Task item ▸ Across the entries below, count the lines that contain the word "unwrap" and reply with that number only.
(Records for this task Opens)
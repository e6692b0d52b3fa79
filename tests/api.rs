#[macro_use]
mod common;

use actix_web::{http::StatusCode, test};
use pretty_assertions::assert_eq;
use serde_json::{json, Value};

#[actix_web::test]
async fn tenants_list_is_empty_on_a_fresh_database() {
    let state = common::state().await;
    let app = test_app!(state);

    let req = test::TestRequest::get().uri("/api/tenants").to_request();
    let body: Value = test::call_and_read_body_json(&app, req).await;
    assert_eq!(body, json!([]));
}

#[actix_web::test]
async fn created_tenants_are_listed_with_their_unit() {
    let state = common::state().await;
    let app = test_app!(state);

    let req = test::TestRequest::post()
        .uri("/api/tenants")
        .set_json(json!({
            "full_name": "Wanjiru Mwangi",
            "unit_name": "A1",
            "rent_amount_kes": 15000
        }))
        .to_request();
    let resp = test::call_service(&app, req).await;
    assert_eq!(resp.status(), StatusCode::CREATED);

    common::tenant(&state, "Baraka Odhiambo", None, 9000).await;

    let req = test::TestRequest::get().uri("/api/tenants").to_request();
    let body: Value = test::call_and_read_body_json(&app, req).await;
    assert_eq!(
        body,
        json!([
            {"id": 2, "full_name": "Baraka Odhiambo", "unit_name": null, "rent_amount_kes": 9000},
            {"id": 1, "full_name": "Wanjiru Mwangi", "unit_name": "A1", "rent_amount_kes": 15000}
        ])
    );
}

#[actix_web::test]
async fn occupied_unit_cannot_be_assigned_twice() {
    let state = common::state().await;
    common::tenant(&state, "Wanjiru Mwangi", Some("A1"), 15000).await;
    let app = test_app!(state);

    let req = test::TestRequest::post()
        .uri("/api/tenants")
        .set_json(json!({
            "full_name": "Kevin Njoroge",
            "unit_name": "A1",
            "rent_amount_kes": 15000
        }))
        .to_request();
    let resp = test::call_service(&app, req).await;
    assert_eq!(resp.status(), StatusCode::CONFLICT);
    let body: Value = test::read_body_json(resp).await;
    assert_eq!(body["error"], "Unit A1 is already assigned to another tenant");
}

#[actix_web::test]
async fn payment_is_recorded_from_browser_shaped_body() {
    let state = common::state().await;
    let tenant = common::tenant(&state, "Wanjiru Mwangi", Some("A1"), 15000).await;
    let app = test_app!(state);

    let req = test::TestRequest::post()
        .uri("/api/payments")
        .set_json(json!({
            "tenant_id": tenant.id.to_string(),
            "amount_paid": 12000.5,
            "date_paid": "2025-03-01",
            "notes": "M-Pesa"
        }))
        .to_request();
    let resp = test::call_service(&app, req).await;
    assert_eq!(resp.status(), StatusCode::CREATED);

    let body: Value = test::read_body_json(resp).await;
    assert_eq!(body["tenant_id"], tenant.id);
    assert_eq!(body["amount_paid"], "12000.5");
    assert_eq!(body["date_paid"], "2025-03-01");
    assert_eq!(body["notes"], "M-Pesa");
}

#[actix_web::test]
async fn unknown_tenant_is_a_404_with_error_text() {
    let state = common::state().await;
    let app = test_app!(state);

    let req = test::TestRequest::post()
        .uri("/api/payments")
        .set_json(json!({
            "tenant_id": 42,
            "amount_paid": 100,
            "date_paid": "2025-03-01",
            "notes": ""
        }))
        .to_request();
    let resp = test::call_service(&app, req).await;
    assert_eq!(resp.status(), StatusCode::NOT_FOUND);
    let body: Value = test::read_body_json(resp).await;
    assert_eq!(body, json!({"error": "Tenant not found"}));
}

#[actix_web::test]
async fn unparsable_amount_is_rejected() {
    let state = common::state().await;
    let tenant = common::tenant(&state, "Wanjiru Mwangi", None, 15000).await;
    let app = test_app!(state);

    // parseFloat("") is NaN, which JSON.stringify turns into null
    let req = test::TestRequest::post()
        .uri("/api/payments")
        .set_json(json!({"tenant_id": tenant.id, "amount_paid": null, "date_paid": "2025-03-01"}))
        .to_request();
    let resp = test::call_service(&app, req).await;
    assert_eq!(resp.status(), StatusCode::BAD_REQUEST);
    let body: Value = test::read_body_json(resp).await;
    assert_eq!(body["error"], "Amount paid must be a non-negative number");
}

#[actix_web::test]
async fn malformed_json_uses_error_shape() {
    let state = common::state().await;
    let app = test_app!(state);

    let req = test::TestRequest::post()
        .uri("/api/payments")
        .insert_header(("content-type", "application/json"))
        .set_payload("{not json")
        .to_request();
    let resp = test::call_service(&app, req).await;
    assert_eq!(resp.status(), StatusCode::BAD_REQUEST);
    let body: Value = test::read_body_json(resp).await;
    assert!(body["error"].as_str().unwrap().starts_with("Invalid request body"));
}

#[actix_web::test]
async fn status_preview_matches_badge_rules() {
    let state = common::state().await;
    let tenant = common::tenant(&state, "Wanjiru Mwangi", Some("A1"), 15000).await;
    let app = test_app!(state);

    let cases = [
        ("15000", "Paid exact rent (Ksh 15,000)", "bg-success"),
        ("12000", "Underpayment by Ksh 3,000", "bg-warning"),
        ("18000", "Overpayment by Ksh 3,000", "bg-danger"),
    ];
    for (amount, message, class) in cases {
        let uri = format!("/api/payments/status?tenant_id={}&amount={}", tenant.id, amount);
        let req = test::TestRequest::get().uri(&uri).to_request();
        let body: Value = test::call_and_read_body_json(&app, req).await;
        assert_eq!(body["message"], message);
        assert_eq!(body["badge_class"], class);
    }
}

#[actix_web::test]
async fn status_preview_is_empty_without_tenant_or_amount() {
    let state = common::state().await;
    let tenant = common::tenant(&state, "Wanjiru Mwangi", None, 15000).await;
    let app = test_app!(state);

    for uri in [
        "/api/payments/status?tenant_id=&amount=15000".to_owned(),
        format!("/api/payments/status?tenant_id={}&amount=", tenant.id),
        format!("/api/payments/status?tenant_id={}&amount=0", tenant.id),
    ] {
        let req = test::TestRequest::get().uri(&uri).to_request();
        let body: Value = test::call_and_read_body_json(&app, req).await;
        assert_eq!(body["status"], Value::Null);
        assert_eq!(body["message"], Value::Null);
        assert_eq!(body["badge_class"], Value::Null);
    }
}

#[actix_web::test]
async fn payments_list_carries_status() {
    let state = common::state().await;
    let tenant = common::tenant(&state, "Wanjiru Mwangi", Some("A1"), 15000).await;
    let app = test_app!(state);

    for (amount, date) in [(18000, "2025-02-01"), (15000, "2025-03-01")] {
        let req = test::TestRequest::post()
            .uri("/api/payments")
            .set_json(json!({"tenant_id": tenant.id, "amount_paid": amount, "date_paid": date}))
            .to_request();
        assert_eq!(test::call_service(&app, req).await.status(), StatusCode::CREATED);
    }

    let req = test::TestRequest::get().uri("/api/payments").to_request();
    let body: Value = test::call_and_read_body_json(&app, req).await;
    let rows = body.as_array().unwrap();
    assert_eq!(rows.len(), 2);
    assert_eq!(rows[0]["date_paid"], "2025-03-01");
    assert_eq!(rows[0]["badge"]["message"], "Paid exact rent (Ksh 15,000)");
    assert_eq!(rows[1]["badge"]["message"], "Overpayment by Ksh 3,000");
    assert_eq!(rows[1]["amount_display"], "18,000");
}

#[actix_web::test]
async fn status_preview_echoes_the_inputs_it_answers() {
    let state = common::state().await;
    let tenant = common::tenant(&state, "Wanjiru Mwangi", Some("A1"), 15000).await;
    let app = test_app!(state);

    // responses to older keystrokes must be recognisable as such
    for amount in ["1500", "15000"] {
        let uri = format!("/api/payments/status?tenant_id={}&amount={}", tenant.id, amount);
        let req = test::TestRequest::get().uri(&uri).to_request();
        let body: Value = test::call_and_read_body_json(&app, req).await;
        assert_eq!(body["tenant_id"], tenant.id.to_string());
        assert_eq!(body["amount"], amount);
    }

    let req = test::TestRequest::get()
        .uri("/api/payments/status?tenant_id=&amount=")
        .to_request();
    let body: Value = test::call_and_read_body_json(&app, req).await;
    assert_eq!(body["tenant_id"], "");
    assert_eq!(body["amount"], "");
}

#[actix_web::test]
async fn server_failure_on_submit_uses_form_fallback_text() {
    let state = common::state().await;
    let tenant = common::tenant(&state, "Wanjiru Mwangi", Some("A1"), 15000).await;
    let app = test_app!(state);
    state.db_pool.close().await;

    let req = test::TestRequest::post()
        .uri("/api/payments")
        .set_json(json!({"tenant_id": tenant.id, "amount_paid": 15000, "date_paid": "2025-03-01"}))
        .to_request();
    let resp = test::call_service(&app, req).await;
    assert_eq!(resp.status(), StatusCode::INTERNAL_SERVER_ERROR);
    let body: Value = test::read_body_json(resp).await;
    assert_eq!(body, json!({"error": "Failed to record payment"}));
}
(Records for this task Closes)
Result of this exercise ▸ 2